## Source data:

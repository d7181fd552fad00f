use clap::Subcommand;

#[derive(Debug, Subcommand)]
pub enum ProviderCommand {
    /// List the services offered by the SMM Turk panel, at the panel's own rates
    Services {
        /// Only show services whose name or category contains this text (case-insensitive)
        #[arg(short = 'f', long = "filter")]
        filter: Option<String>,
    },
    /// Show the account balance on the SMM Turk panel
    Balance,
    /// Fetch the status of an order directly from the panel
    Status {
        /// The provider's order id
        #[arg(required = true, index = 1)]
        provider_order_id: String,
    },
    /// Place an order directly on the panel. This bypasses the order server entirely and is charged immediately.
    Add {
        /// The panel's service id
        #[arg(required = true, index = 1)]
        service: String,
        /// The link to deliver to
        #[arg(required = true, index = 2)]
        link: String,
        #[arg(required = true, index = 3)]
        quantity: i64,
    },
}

## Work task:
Figure out how many lines of the material include the string "directly", and reply with only that figure.

## Result:
2